■ **What to produce**
Restate word for word the lines of the entries below, starting with the line that holds "let config = SiteConfig" and ending with the line that holds "pub use attrs::AttrList;", and no others.

■ **Data to examine**
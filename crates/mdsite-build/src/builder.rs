//! Static site builder.

use std::path::PathBuf;
use std::time::Instant;

use crate::assets::copy_static;
use crate::config::SiteConfig;
use crate::converter::Converter;
use crate::discovery::discover_sources;
use crate::error::BuildError;
use crate::mirror::mirror_directories;
use crate::report::{BuildReport, Stage};
use crate::template::Template;

/// Static site builder.
pub struct SiteBuilder {
    config: SiteConfig,
}

impl SiteBuilder {
    /// Create a new site builder.
    pub fn new(config: SiteConfig) -> Self {
        Self { config }
    }

    pub fn config(&self) -> &SiteConfig {
        &self.config
    }

    /// Build the site.
    ///
    /// A failed discovery continues with no sources, so the output root is
    /// still created and static assets are still copied.
    pub fn build(&self) -> BuildReport {
        let start = Instant::now();
        let mut report = BuildReport::new(self.config.output_dir.clone());

        let sources = match discover_sources(&self.config.source_dir) {
            Ok(sources) => sources,
            Err(e) => {
                tracing::error!("Failed to get markdown files: {}", e);
                report.record(Stage::Discovery, None, e);
                Vec::new()
            }
        };

        self.build_sources(sources, &mut report);

        report.duration_ms = start.elapsed().as_millis() as u64;
        report
    }

    /// Mirror directories for, convert, and copy assets for a given list of
    /// sources (relative to the source root).
    pub fn build_sources(&self, sources: Vec<PathBuf>, report: &mut BuildReport) {
        match mirror_directories(&self.config.output_dir, &sources) {
            Ok(dirs) => report.directories = dirs,
            Err(e) => {
                tracing::error!("Failed to create directories: {}", e);
                report.record(Stage::Directories, None, e);
            }
        }

        match Template::load(&self.config.template, &self.config.marker) {
            Ok(template) => self.convert_all(&sources, &template, report),
            Err(e) => {
                tracing::error!("{}", e);
                report.record(Stage::Template, None, e);
                for source in &sources {
                    tracing::error!("Failed to convert {}: template unavailable", source.display());
                    report.record(
                        Stage::Convert,
                        Some(source.clone()),
                        BuildError::Template {
                            path: self.config.template.clone(),
                            message: format!("template unavailable for {}", source.display()),
                        },
                    );
                }
            }
        }

        tracing::info!("Copying static directory");
        match copy_static(&self.config.static_dir, &self.config.output_dir) {
            Ok(count) => report.assets_copied = count,
            Err(e) => {
                tracing::warn!("Failed to copy static directory: {}", e);
                report.record(Stage::Assets, None, e);
            }
        }

        report.sources = sources;
    }

    fn convert_all(&self, sources: &[PathBuf], template: &Template, report: &mut BuildReport) {
        let converter = Converter::new(&self.config, template);

        for source in sources {
            match converter.convert(source) {
                Ok(written) => report.written.push(written),
                Err(e) => {
                    tracing::error!("Failed to convert {}", source.display());
                    report.record(Stage::Convert, Some(source.clone()), e);
                }
            }
        }
    }
}

#[cfg(test)]
mod tests {
    use super::*;
    use pretty_assertions::assert_eq;
    use std::fs;
    use std::path::Path;
    use tempfile::tempdir;

    fn site(root: &Path) -> SiteBuilder {
        fs::write(
            root.join("template.html"),
            "<html><body>{{ BODY }}</body></html>",
        )
        .unwrap();
        SiteBuilder::new(SiteConfig::rooted(root))
    }

    #[test]
    fn builds_simple_site() {
        let temp = tempdir().unwrap();
        fs::create_dir_all(temp.path().join("static")).unwrap();
        fs::write(temp.path().join("index.md"), "# Title\n\nHello **world**.").unwrap();

        let report = site(temp.path()).build();

        assert!(report.is_success(), "{:?}", report.failures);
        assert_eq!(report.pages_written(), 1);
        assert_eq!(
            fs::read_to_string(temp.path().join("docs/index.html")).unwrap(),
            "<html><body></div></div><h1>Title</h1>\n<p>Hello <strong>world</strong>.</p></body></html>"
        );
    }

    #[test]
    fn readme_becomes_site_index() {
        let temp = tempdir().unwrap();
        let root = temp.path();
        fs::create_dir_all(root.join("a")).unwrap();
        fs::write(root.join("a/first.md"), "first").unwrap();
        fs::write(root.join("README.md"), "# Home").unwrap();

        let report = site(root).build();

        assert!(report.written.contains(&root.join("docs/index.html")));
        assert!(!root.join("docs/README.html").exists());
        assert!(fs::read_to_string(root.join("docs/index.html"))
            .unwrap()
            .contains("<h1>Home</h1>"));
    }

    #[test]
    fn mirrors_directories_for_written_pages() {
        let temp = tempdir().unwrap();
        let root = temp.path();
        fs::create_dir_all(root.join("guide/advanced")).unwrap();
        fs::write(root.join("guide/intro.md"), "intro").unwrap();
        fs::write(root.join("guide/advanced/tuning.md"), "tuning").unwrap();

        let report = site(root).build();

        let mut parents: Vec<PathBuf> = report
            .written
            .iter()
            .filter_map(|p| p.parent().map(Path::to_path_buf))
            .collect();
        parents.push(root.join("docs"));
        parents.sort();
        parents.dedup();

        assert_eq!(report.directories, parents);
    }

    #[test]
    fn skips_source_that_disappeared() {
        let temp = tempdir().unwrap();
        let root = temp.path();
        fs::write(root.join("a.md"), "a").unwrap();
        fs::write(root.join("b.md"), "b").unwrap();

        let builder = site(root);
        let mut report = BuildReport::new(builder.config().output_dir.clone());
        builder.build_sources(
            vec![
                PathBuf::from("a.md"),
                PathBuf::from("gone.md"),
                PathBuf::from("b.md"),
            ],
            &mut report,
        );

        assert_eq!(report.failed_sources(), vec![&PathBuf::from("gone.md")]);
        assert_eq!(
            report.written,
            vec![root.join("docs/a.html"), root.join("docs/b.html")]
        );
        assert!(matches!(
            report.failures_in(Stage::Convert).next().map(|f| &f.error),
            Some(BuildError::Read { .. })
        ));
    }

    #[test]
    fn missing_template_fails_every_page() {
        let temp = tempdir().unwrap();
        let root = temp.path();
        fs::write(root.join("a.md"), "a").unwrap();
        fs::write(root.join("b.md"), "b").unwrap();

        let report = SiteBuilder::new(SiteConfig::rooted(root)).build();

        assert_eq!(report.pages_written(), 0);
        assert_eq!(report.failed_sources().len(), 2);
        assert_eq!(report.failures_in(Stage::Template).count(), 1);
        assert!(!root.join("docs/a.html").exists());

        let stages: Vec<Stage> = report.failures.iter().map(|f| f.stage).collect();
        assert_eq!(
            stages,
            vec![Stage::Template, Stage::Convert, Stage::Convert, Stage::Assets]
        );
    }

    #[test]
    fn copies_static_assets() {
        let temp = tempdir().unwrap();
        let root = temp.path();
        fs::create_dir_all(root.join("static/img")).unwrap();
        fs::write(root.join("static/img/logo.svg"), "<svg/>").unwrap();
        fs::write(root.join("page.md"), "page").unwrap();

        let report = site(root).build();

        assert!(report.is_success(), "{:?}", report.failures);
        assert_eq!(report.assets_copied, 1);
        assert!(root.join("docs/static/img/logo.svg").is_file());
    }

    #[test]
    fn missing_static_dir_is_recorded_not_fatal() {
        let temp = tempdir().unwrap();
        fs::write(temp.path().join("page.md"), "page").unwrap();

        let report = site(temp.path()).build();

        assert_eq!(report.pages_written(), 1);
        assert_eq!(report.failures_in(Stage::Assets).count(), 1);
    }

    #[test]
    fn failed_discovery_still_runs_later_stages() {
        let temp = tempdir().unwrap();
        let root = temp.path();
        let builder = site(root);
        let config = SiteConfig {
            source_dir: root.join("missing"),
            ..builder.config().clone()
        };

        let report = SiteBuilder::new(config).build();

        assert_eq!(report.failures_in(Stage::Discovery).count(), 1);
        assert!(report.sources.is_empty());
        assert!(root.join("docs").is_dir());
    }
}
//! Markdown rendering for mdsite pages.
//!
//! Renders Markdown into HTML fragments with attribute lists, Markdown inside
//! HTML blocks, tables and fenced code blocks, and applies the textual fixups
//! a fragment goes through before it is placed in the page template.

pub mod attrs;
pub mod fixups;
pub mod html_blocks;
pub mod render;
mod util;

pub use attrs::AttrList;
pub use fixups::{CodeTagPolicy, Fixups, HeadStitch};
pub use html_blocks::expand_markdown_blocks;
pub use render::render_fragment;
pub use util::escape_html;
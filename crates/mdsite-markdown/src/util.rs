//! Shared helpers.

/// Escape text for use in HTML body text or a double-quoted attribute value.
pub fn escape_html(text: &str) -> String {
    let mut out = String::with_capacity(text.len());
    // Writing into a String cannot fail.
    let _ = pulldown_cmark_escape::escape_html(&mut out, text);
    out
}

/// Escape a link destination the way pulldown-cmark writes `href` and `src`.
pub fn escape_href(url: &str) -> String {
    let mut out = String::with_capacity(url.len());
    let _ = pulldown_cmark_escape::escape_href(&mut out, url);
    out
}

■ **Response box**
        let config = SiteConfig {
            source_dir: root.join("missing"),
            ..builder.config().clone()
        };

        let report = SiteBuilder::new(config).build();

        assert_eq!(report.failures_in(Stage::Discovery).count(), 1);
        assert!(report.sources.is_empty());
        assert!(root.join("docs").is_dir());
    }
}
//! Markdown rendering for mdsite pages.
//!
//! Renders Markdown into HTML fragments with attribute lists, Markdown inside
//! HTML blocks, tables and fenced code blocks, and applies the textual fixups
//! a fragment goes through before it is placed in the page template.

pub mod attrs;
pub mod fixups;
pub mod html_blocks;
pub mod render;
mod util;

pub use attrs::AttrList;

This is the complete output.